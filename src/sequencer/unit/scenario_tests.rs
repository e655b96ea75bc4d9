// End-to-end scenarios driven through the public Sequencer API:
// full load timing, exit-set holds, same-page shortcuts, and the
// load-before-transition ordering guarantee.

use std::sync::atomic::{AtomicUsize, Ordering};
use std::sync::{Arc, Mutex};
use std::time::Duration;

use tokio::time::{sleep, Instant};

use crate::config::SequencerConfig;
use crate::error::SequencerResult;
use crate::events::{Channel, Payload};
use crate::host::{MockRouter, MockScrollEngine, Router, ScrollEngine};
use crate::preloader::{AnimationSpec, Phase};
use crate::transitions::{
    NavigationOutcome, NavigationRequest, TransitionAnimation, TransitionHandlers,
};

use super::Sequencer;

struct Harness {
    sequencer: Arc<Sequencer>,
    router: Arc<MockRouter>,
    engine: Arc<MockScrollEngine>,
}

fn harness(config: SequencerConfig, initial_url: &str) -> Harness {
    let router = Arc::new(MockRouter::new());
    let engine = Arc::new(MockScrollEngine::new());
    let sequencer = Arc::new(
        Sequencer::new(
            config,
            Arc::clone(&router) as Arc<dyn Router>,
            Arc::clone(&engine) as Arc<dyn ScrollEngine>,
            initial_url,
        )
        .unwrap(),
    );
    Harness {
        sequencer,
        router,
        engine,
    }
}

async fn ready_after(delay: Duration) -> SequencerResult<()> {
    sleep(delay).await;
    Ok(())
}

fn fade_contribution(enter_ms: u64, exit_ms: u64) -> TransitionHandlers {
    TransitionHandlers {
        enter: TransitionAnimation::new(|| {}, Duration::from_millis(enter_ms)),
        exit: TransitionAnimation::new(|| {}, Duration::from_millis(exit_ms)),
    }
}

#[tokio::test(start_paused = true)]
async fn test_full_load_finishes_well_under_two_seconds() {
    let config = SequencerConfig::default().with_estimator(|_| Duration::from_millis(1000));
    let hx = harness(config, "https://studio.example/");

    let percents = Arc::new(Mutex::new(Vec::new()));
    let percents_clone = Arc::clone(&percents);
    hx.sequencer.on(Channel::ProgressUpdated, move |payload| {
        if let Payload::Percent { percent } = payload {
            percents_clone.lock().unwrap().push(*percent);
        }
    });

    let before = Instant::now();
    hx.sequencer
        .start(ready_after(Duration::from_millis(600)))
        .await;

    assert_eq!(hx.sequencer.phase(), Phase::Done);
    assert!(before.elapsed() < Duration::from_secs(2));

    // Percent climbs strictly toward 100 before completion.
    let observed = percents.lock().unwrap().clone();
    assert!(observed.len() > 5);
    assert!(observed.windows(2).all(|pair| pair[0] < pair[1]));
    assert_eq!(*observed.last().unwrap(), 100.0);
}

#[tokio::test(start_paused = true)]
async fn test_fade_exit_set_holds_exactly_half_a_second() {
    let config = SequencerConfig::default().with_estimator(|_| Duration::from_millis(1));
    let hx = harness(config, "https://studio.example/");
    hx.sequencer.start(async { Ok(()) }).await;

    hx.sequencer
        .register_page_transition("fade", fade_contribution(300, 300));
    hx.sequencer
        .register_page_transition("fade", fade_contribution(500, 500));

    let started_at = Arc::new(Mutex::new(None::<Instant>));
    let started_clone = Arc::clone(&started_at);
    hx.sequencer.on(Channel::Start, move |_| {
        *started_clone.lock().unwrap() = Some(Instant::now());
    });

    let outcome = hx
        .sequencer
        .request_navigation(NavigationRequest::new("/work").with_transition("fade"))
        .await
        .unwrap();
    assert_eq!(outcome, NavigationOutcome::Started);

    let start = started_at.lock().unwrap().expect("start event fired");
    let (_, swapped_at) = hx.router.navigation_log()[0];
    assert_eq!(swapped_at - start, Duration::from_millis(500));
}

#[tokio::test(start_paused = true)]
async fn test_same_page_anchor_emits_scroll_only_and_unlocks() {
    let config = SequencerConfig::default().with_estimator(|_| Duration::from_millis(1));
    let hx = harness(config, "https://studio.example/pricing");
    hx.engine.set_anchor("plans", 1200.0);
    hx.sequencer.start(async { Ok(()) }).await;

    let route_changes = Arc::new(AtomicUsize::new(0));
    let scrolls = Arc::new(AtomicUsize::new(0));
    let counter = Arc::clone(&route_changes);
    hx.sequencer.on(Channel::RouteChange, move |_| {
        counter.fetch_add(1, Ordering::Relaxed);
    });
    let counter = Arc::clone(&scrolls);
    hx.sequencer.on(Channel::Scroll, move |_| {
        counter.fetch_add(1, Ordering::Relaxed);
    });

    let outcome = hx
        .sequencer
        .request_navigation(NavigationRequest::new("/pricing#plans"))
        .await
        .unwrap();

    assert_eq!(outcome, NavigationOutcome::ScrollOnly);
    assert_eq!(route_changes.load(Ordering::Relaxed), 0);
    assert_eq!(scrolls.load(Ordering::Relaxed), 1);
    assert_eq!(hx.router.navigation_count(), 0);
    assert!(!hx.engine.is_locked());
}

#[tokio::test(start_paused = true)]
async fn test_transition_never_starts_before_initial_load_finishes() {
    let config = SequencerConfig::default().with_estimator(|_| Duration::from_secs(30));
    let hx = harness(config, "https://studio.example/");

    // A real reveal animation keeps the load busy past the ready signal.
    hx.sequencer.register_preloader_animation(AnimationSpec::new(
        || {},
        Duration::from_millis(200),
    ));
    hx.sequencer
        .register_page_transition("fade", fade_contribution(100, 100));

    let load_ended_at = Arc::new(Mutex::new(None::<Instant>));
    let transition_started_at = Arc::new(Mutex::new(None::<Instant>));
    let ended_clone = Arc::clone(&load_ended_at);
    hx.sequencer.on(Channel::End, move |_| {
        let mut ended = ended_clone.lock().unwrap();
        if ended.is_none() {
            *ended = Some(Instant::now());
        }
    });
    let started_clone = Arc::clone(&transition_started_at);
    hx.sequencer.on(Channel::Start, move |_| {
        *started_clone.lock().unwrap() = Some(Instant::now());
    });

    let loader = Arc::clone(&hx.sequencer);
    let load = tokio::spawn(async move {
        loader.start(ready_after(Duration::from_millis(300))).await;
    });
    tokio::task::yield_now().await;

    // Requested while still loading; must wait for Done.
    let navigator = Arc::clone(&hx.sequencer);
    let navigation = tokio::spawn(async move {
        navigator
            .request_navigation(NavigationRequest::new("/work").with_transition("fade"))
            .await
            .unwrap()
    });

    load.await.unwrap();
    assert_eq!(navigation.await.unwrap(), NavigationOutcome::Started);

    let ended = load_ended_at.lock().unwrap().expect("load end fired");
    let started = transition_started_at.lock().unwrap().expect("transition started");
    assert!(started >= ended);
    assert_eq!(hx.router.navigation_count(), 1);
}

#[tokio::test(start_paused = true)]
async fn test_tracked_promise_gates_readiness() {
    let config = SequencerConfig::default().with_estimator(|_| Duration::from_secs(30));
    let hx = harness(config, "https://studio.example/");

    hx.sequencer
        .track_promise(sleep(Duration::from_millis(400)));

    let before = Instant::now();
    hx.sequencer.start(async { Ok(()) }).await;

    assert_eq!(hx.sequencer.phase(), Phase::Done);
    // Ready only after the tracked media load settled, plus the hold.
    assert!(before.elapsed() >= Duration::from_millis(650));
    assert!(before.elapsed() < Duration::from_secs(2));
}

#[tokio::test(start_paused = true)]
async fn test_off_stops_event_delivery() {
    let config = SequencerConfig::default().with_estimator(|_| Duration::from_millis(1));
    let hx = harness(config, "https://studio.example/");

    let hits = Arc::new(AtomicUsize::new(0));
    let hits_clone = Arc::clone(&hits);
    let token = hx.sequencer.on(Channel::End, move |_| {
        hits_clone.fetch_add(1, Ordering::Relaxed);
    });
    assert!(hx.sequencer.off(token));

    hx.sequencer.start(async { Ok(()) }).await;
    assert_eq!(hx.sequencer.phase(), Phase::Done);
    assert_eq!(hits.load(Ordering::Relaxed), 0);
}

#[tokio::test(start_paused = true)]
async fn test_scroll_positions_round_trip_through_navigation() {
    let config = SequencerConfig::default().with_estimator(|_| Duration::from_millis(1));
    let hx = harness(config, "https://studio.example/work");
    hx.sequencer.start(async { Ok(()) }).await;

    // Visitor scrolled /work, left, and navigated back.
    hx.sequencer.note_scroll_position(640.0);
    hx.sequencer
        .request_navigation(NavigationRequest::new("/about"))
        .await
        .unwrap();
    hx.sequencer
        .request_navigation(NavigationRequest::new("/work").with_restore_scroll(true))
        .await
        .unwrap();

    assert_eq!(hx.engine.last_scroll_target(), Some(640.0));
}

* [Assigned task]
Copy out each line of the entries that holds "SequencerResult".

* [Response for this exercise]
use crate::error::SequencerResult;
async fn ready_after(delay: Duration) -> SequencerResult<()> {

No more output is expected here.